_Exercise instructions_
Lines with the string "PathBuf" must each be copied from the listing.

_Listed entries_

=== Section Start ===

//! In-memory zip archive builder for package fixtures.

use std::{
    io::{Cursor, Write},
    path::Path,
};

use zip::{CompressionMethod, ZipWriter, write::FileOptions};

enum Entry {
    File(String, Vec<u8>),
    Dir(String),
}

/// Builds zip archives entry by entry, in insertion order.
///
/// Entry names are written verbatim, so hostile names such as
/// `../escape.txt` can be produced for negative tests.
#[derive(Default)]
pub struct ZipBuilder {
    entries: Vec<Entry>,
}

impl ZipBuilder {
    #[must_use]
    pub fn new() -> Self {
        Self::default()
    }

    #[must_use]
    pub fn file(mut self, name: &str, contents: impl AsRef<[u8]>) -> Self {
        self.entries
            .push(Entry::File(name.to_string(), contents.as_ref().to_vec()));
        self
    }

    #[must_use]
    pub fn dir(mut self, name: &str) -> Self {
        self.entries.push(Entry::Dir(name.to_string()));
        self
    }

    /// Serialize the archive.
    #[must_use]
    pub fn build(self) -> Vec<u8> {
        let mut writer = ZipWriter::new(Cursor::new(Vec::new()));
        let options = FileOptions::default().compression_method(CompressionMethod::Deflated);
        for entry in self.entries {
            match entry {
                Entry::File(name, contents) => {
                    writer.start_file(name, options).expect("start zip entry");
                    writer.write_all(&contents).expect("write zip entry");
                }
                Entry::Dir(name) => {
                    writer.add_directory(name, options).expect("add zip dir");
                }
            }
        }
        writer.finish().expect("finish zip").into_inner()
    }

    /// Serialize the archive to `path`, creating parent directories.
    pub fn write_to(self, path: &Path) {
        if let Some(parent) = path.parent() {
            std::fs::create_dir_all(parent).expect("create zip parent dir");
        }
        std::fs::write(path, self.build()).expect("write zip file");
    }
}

=== Section End ===
=== Section Start ===

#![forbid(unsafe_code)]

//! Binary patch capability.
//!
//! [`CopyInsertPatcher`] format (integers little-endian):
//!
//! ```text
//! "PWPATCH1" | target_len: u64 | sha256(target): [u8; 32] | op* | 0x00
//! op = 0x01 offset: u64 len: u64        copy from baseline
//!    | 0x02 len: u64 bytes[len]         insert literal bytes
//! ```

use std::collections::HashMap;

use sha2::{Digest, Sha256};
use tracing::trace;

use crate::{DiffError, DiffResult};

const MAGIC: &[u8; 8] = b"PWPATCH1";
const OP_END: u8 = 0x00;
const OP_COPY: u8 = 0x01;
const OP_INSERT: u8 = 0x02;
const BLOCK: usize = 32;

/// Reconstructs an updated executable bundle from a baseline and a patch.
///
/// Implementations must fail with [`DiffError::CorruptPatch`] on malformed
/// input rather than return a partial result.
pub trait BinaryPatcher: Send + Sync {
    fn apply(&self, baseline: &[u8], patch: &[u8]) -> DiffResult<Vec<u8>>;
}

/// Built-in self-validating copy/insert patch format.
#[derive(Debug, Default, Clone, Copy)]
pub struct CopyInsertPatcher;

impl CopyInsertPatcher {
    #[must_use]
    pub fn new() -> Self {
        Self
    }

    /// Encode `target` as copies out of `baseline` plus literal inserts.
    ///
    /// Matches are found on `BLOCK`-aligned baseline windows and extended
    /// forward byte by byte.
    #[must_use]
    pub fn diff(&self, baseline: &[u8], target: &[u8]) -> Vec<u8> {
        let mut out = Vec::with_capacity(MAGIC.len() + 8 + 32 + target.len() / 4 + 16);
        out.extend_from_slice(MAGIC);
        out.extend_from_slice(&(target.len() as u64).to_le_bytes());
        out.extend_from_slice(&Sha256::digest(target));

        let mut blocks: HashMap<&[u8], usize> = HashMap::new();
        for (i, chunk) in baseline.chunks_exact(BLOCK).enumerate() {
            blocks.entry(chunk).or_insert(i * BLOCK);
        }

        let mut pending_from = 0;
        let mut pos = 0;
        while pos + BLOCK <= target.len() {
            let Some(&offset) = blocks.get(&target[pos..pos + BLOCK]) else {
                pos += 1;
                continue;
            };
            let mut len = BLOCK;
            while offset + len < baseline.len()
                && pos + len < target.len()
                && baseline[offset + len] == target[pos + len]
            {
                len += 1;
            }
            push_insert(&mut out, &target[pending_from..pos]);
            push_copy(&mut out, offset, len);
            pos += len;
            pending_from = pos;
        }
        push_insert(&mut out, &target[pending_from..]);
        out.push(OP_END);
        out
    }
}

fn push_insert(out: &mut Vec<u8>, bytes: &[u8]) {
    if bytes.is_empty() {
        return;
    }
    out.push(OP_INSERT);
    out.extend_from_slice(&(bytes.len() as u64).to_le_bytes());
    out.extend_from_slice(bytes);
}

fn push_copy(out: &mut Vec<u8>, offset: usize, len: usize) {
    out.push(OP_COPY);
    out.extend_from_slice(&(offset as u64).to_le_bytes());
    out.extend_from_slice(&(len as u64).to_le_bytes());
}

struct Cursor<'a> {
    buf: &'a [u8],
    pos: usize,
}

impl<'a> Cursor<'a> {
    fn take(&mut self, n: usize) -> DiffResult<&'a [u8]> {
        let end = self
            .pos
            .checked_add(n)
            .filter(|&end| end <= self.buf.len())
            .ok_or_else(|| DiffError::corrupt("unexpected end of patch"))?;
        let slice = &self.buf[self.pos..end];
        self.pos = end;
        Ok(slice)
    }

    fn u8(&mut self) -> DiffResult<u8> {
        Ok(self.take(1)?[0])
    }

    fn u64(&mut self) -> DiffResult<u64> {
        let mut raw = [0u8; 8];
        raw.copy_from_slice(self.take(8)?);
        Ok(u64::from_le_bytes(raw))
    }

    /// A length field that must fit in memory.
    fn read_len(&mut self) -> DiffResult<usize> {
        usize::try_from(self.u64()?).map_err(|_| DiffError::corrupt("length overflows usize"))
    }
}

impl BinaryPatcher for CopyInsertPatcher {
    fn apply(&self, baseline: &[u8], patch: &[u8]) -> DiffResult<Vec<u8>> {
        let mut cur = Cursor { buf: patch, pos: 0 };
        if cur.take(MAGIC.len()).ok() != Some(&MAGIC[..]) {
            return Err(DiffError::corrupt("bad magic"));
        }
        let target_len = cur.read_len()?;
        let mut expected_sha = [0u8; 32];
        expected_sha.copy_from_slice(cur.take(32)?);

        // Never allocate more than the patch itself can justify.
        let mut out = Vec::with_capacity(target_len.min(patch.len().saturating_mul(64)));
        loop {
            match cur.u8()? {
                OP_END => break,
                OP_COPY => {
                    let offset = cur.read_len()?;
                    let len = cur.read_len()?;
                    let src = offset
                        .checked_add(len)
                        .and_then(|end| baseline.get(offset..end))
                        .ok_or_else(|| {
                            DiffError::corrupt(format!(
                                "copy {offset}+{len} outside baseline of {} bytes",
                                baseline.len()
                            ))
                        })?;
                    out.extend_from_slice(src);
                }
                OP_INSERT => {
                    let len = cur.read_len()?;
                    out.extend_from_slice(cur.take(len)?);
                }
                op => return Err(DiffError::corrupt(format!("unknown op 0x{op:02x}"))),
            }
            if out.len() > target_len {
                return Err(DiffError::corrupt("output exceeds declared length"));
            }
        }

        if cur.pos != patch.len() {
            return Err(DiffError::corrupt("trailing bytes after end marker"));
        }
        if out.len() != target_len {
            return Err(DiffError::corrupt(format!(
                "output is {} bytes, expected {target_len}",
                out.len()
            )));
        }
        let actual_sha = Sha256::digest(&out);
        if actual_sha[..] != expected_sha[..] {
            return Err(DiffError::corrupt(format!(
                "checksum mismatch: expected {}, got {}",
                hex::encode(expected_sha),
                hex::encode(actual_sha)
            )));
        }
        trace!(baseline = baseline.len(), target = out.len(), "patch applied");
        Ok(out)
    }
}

=== Section End ===
=== Section Start ===

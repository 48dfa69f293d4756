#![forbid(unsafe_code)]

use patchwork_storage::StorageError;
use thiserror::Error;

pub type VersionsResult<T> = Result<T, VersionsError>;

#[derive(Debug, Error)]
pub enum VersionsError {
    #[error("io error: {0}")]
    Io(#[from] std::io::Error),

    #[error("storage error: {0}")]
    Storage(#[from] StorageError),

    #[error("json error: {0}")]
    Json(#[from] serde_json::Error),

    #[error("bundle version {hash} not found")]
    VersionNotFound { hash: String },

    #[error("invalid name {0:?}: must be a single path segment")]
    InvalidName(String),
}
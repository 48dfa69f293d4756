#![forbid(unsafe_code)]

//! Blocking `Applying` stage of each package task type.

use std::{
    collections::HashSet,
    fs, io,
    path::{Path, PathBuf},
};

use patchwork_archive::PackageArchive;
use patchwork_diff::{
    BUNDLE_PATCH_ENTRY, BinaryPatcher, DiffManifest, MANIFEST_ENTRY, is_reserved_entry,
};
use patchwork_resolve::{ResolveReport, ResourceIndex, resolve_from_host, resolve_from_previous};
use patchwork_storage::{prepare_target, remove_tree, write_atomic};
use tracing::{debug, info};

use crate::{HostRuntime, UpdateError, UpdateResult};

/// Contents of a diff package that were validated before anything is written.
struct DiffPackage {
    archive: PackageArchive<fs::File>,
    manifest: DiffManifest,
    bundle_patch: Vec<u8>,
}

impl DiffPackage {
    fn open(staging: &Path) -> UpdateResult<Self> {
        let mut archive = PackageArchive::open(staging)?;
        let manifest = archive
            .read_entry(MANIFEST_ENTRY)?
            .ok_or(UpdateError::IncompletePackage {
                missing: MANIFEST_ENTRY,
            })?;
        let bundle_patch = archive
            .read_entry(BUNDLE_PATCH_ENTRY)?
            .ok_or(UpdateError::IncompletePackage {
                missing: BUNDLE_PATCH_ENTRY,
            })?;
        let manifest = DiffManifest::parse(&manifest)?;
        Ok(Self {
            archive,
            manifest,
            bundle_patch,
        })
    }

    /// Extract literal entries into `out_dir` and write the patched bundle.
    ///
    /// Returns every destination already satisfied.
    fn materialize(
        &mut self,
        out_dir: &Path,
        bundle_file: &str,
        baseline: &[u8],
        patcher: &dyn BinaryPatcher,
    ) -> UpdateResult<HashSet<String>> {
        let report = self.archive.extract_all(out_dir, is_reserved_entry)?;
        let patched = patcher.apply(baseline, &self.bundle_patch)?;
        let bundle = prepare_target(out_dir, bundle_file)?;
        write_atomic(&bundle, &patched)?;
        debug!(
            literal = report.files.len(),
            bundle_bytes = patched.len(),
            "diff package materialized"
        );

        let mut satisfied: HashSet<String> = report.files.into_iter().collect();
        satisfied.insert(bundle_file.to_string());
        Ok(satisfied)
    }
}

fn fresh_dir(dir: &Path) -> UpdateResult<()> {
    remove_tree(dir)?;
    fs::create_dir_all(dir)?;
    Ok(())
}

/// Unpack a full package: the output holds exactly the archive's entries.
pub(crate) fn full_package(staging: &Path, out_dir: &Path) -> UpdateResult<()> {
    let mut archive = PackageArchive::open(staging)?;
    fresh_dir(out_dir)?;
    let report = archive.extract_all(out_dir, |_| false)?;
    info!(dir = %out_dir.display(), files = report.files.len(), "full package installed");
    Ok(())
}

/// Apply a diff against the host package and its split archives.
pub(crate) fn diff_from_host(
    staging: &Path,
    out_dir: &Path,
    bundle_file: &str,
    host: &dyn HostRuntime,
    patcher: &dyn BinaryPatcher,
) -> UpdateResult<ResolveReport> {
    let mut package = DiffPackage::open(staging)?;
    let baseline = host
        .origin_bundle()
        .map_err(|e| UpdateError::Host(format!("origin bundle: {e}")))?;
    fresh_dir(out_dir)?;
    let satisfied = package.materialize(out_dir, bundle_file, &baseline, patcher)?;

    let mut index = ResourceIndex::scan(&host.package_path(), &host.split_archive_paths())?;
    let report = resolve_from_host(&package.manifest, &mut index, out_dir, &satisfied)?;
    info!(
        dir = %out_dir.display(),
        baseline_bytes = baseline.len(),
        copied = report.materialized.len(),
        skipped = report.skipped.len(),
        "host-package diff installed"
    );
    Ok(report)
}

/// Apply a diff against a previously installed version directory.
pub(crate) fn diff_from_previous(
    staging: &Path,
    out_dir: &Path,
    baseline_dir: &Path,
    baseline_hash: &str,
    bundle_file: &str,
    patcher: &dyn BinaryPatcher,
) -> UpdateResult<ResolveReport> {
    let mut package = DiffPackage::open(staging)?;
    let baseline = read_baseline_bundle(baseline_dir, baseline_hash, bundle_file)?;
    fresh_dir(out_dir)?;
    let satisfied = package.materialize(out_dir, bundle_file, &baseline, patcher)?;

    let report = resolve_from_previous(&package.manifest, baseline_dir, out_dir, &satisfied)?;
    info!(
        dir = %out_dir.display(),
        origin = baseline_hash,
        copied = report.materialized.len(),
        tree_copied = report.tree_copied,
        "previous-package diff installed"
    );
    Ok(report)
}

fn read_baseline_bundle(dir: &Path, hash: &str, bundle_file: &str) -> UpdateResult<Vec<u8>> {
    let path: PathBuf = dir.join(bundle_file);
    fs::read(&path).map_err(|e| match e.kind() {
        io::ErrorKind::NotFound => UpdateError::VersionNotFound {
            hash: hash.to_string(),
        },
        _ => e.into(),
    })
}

=== Section End ===

_Output of the task_
    path::{Path, PathBuf},
    let path: PathBuf = dir.join(bundle_file);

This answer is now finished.